* **Problem statement**:
Every line in the records below with the string "iter" needs to be copied out.

* **Data extracts**:
== Segment start ==

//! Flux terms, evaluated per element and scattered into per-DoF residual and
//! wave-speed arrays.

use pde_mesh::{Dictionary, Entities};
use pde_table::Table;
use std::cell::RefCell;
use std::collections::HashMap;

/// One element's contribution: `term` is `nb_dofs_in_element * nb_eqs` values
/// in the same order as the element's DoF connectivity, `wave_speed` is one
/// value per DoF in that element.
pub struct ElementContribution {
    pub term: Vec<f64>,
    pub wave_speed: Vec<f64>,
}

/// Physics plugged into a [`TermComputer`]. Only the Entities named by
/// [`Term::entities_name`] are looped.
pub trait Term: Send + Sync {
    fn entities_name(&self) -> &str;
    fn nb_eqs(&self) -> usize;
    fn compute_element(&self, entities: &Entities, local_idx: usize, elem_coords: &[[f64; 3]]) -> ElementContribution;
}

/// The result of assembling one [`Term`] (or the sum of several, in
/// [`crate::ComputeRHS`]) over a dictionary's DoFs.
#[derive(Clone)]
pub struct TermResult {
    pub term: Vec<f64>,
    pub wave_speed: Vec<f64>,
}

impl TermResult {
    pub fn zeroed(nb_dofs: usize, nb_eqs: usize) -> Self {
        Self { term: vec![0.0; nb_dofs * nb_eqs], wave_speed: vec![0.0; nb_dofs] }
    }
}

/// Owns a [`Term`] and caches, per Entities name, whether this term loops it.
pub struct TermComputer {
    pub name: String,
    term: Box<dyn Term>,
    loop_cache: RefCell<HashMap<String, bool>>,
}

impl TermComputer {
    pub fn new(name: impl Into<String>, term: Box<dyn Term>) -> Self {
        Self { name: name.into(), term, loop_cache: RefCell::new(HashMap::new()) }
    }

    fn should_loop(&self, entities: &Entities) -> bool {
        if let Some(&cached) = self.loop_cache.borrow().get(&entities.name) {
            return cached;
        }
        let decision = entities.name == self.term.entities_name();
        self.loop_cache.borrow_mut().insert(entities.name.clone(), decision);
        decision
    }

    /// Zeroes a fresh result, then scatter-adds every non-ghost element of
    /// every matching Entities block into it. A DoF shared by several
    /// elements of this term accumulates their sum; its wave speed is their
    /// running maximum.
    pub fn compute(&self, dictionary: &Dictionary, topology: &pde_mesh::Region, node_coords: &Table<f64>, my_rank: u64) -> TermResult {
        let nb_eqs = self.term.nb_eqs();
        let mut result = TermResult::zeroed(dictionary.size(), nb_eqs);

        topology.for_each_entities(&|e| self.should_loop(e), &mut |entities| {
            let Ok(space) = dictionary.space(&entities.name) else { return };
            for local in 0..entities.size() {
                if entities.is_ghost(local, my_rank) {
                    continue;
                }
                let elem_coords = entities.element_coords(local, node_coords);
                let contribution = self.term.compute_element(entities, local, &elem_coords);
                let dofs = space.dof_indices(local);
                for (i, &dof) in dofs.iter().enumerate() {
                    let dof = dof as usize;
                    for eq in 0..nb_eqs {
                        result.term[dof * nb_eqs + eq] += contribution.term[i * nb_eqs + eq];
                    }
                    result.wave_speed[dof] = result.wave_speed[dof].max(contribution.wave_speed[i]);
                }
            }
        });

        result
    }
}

== Segment end ==
== Segment start ==

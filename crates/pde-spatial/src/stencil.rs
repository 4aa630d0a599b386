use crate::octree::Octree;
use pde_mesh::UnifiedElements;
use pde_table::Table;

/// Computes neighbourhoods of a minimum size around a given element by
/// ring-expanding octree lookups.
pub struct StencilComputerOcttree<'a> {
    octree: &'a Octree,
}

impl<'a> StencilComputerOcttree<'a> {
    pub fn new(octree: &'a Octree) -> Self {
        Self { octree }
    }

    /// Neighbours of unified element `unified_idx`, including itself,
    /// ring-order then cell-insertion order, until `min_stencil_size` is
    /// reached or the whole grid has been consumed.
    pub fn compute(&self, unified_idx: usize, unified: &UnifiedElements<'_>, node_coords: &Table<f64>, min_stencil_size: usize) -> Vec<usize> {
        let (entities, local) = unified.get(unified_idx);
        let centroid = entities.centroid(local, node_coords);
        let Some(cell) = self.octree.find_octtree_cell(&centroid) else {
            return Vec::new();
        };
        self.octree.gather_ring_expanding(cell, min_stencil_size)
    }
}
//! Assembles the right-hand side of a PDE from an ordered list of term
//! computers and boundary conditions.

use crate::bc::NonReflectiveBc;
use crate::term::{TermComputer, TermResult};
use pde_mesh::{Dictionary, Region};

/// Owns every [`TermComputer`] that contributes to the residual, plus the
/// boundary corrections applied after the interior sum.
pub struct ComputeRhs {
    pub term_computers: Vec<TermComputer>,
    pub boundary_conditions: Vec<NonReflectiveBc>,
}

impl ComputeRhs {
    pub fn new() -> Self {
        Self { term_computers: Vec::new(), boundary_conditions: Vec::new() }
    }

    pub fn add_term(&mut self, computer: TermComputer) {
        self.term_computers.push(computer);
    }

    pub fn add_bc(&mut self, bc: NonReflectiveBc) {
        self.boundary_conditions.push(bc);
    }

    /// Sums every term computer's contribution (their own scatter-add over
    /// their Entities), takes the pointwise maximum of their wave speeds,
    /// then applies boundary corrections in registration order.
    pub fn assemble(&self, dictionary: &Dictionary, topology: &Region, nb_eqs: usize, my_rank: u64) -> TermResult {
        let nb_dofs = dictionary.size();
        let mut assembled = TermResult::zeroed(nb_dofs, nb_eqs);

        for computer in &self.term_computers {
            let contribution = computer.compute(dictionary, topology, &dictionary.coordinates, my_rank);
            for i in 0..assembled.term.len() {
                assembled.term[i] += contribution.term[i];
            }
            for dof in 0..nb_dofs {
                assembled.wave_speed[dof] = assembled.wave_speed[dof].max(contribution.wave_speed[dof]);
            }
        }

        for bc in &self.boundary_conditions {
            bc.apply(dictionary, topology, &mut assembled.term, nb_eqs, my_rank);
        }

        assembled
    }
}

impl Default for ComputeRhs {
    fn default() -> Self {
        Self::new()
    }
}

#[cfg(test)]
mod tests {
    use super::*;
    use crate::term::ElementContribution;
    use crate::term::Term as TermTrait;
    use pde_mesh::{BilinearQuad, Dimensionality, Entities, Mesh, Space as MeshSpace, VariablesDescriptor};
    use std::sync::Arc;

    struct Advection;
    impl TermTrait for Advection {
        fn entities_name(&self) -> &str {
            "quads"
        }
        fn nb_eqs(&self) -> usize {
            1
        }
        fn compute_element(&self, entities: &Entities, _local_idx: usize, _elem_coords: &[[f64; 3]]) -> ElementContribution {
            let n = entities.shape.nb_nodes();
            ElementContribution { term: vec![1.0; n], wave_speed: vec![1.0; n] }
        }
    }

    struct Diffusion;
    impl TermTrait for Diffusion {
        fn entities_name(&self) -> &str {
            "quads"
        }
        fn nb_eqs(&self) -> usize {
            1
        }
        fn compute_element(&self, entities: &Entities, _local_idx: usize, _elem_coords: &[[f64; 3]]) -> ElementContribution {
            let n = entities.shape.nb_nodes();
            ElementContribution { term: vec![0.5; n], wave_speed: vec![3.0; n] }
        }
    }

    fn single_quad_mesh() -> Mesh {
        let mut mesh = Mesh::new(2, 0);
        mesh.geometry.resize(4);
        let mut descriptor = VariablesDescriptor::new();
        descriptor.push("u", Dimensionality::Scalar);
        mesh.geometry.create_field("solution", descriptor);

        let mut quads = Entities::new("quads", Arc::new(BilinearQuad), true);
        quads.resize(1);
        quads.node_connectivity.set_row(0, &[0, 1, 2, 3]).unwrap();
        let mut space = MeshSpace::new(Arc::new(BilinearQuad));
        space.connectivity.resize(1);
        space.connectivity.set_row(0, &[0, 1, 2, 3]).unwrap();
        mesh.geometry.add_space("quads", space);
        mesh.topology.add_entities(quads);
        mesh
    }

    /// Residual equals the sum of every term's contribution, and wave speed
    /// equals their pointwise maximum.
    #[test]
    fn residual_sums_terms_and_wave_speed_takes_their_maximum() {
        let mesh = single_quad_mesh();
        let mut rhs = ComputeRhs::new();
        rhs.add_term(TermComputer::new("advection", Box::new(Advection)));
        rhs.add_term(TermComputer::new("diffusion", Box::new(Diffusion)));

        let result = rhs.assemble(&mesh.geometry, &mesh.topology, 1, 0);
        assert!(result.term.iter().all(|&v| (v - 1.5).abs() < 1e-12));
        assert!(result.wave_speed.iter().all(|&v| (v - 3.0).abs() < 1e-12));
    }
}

== Segment end ==

* **Result below**:
                for (i, &dof) in dofs.iter().enumerate() {
        assert!(result.term.iter().all(|&v| (v - 1.5).abs() < 1e-12));
        assert!(result.wave_speed.iter().all(|&v| (v - 3.0).abs() < 1e-12));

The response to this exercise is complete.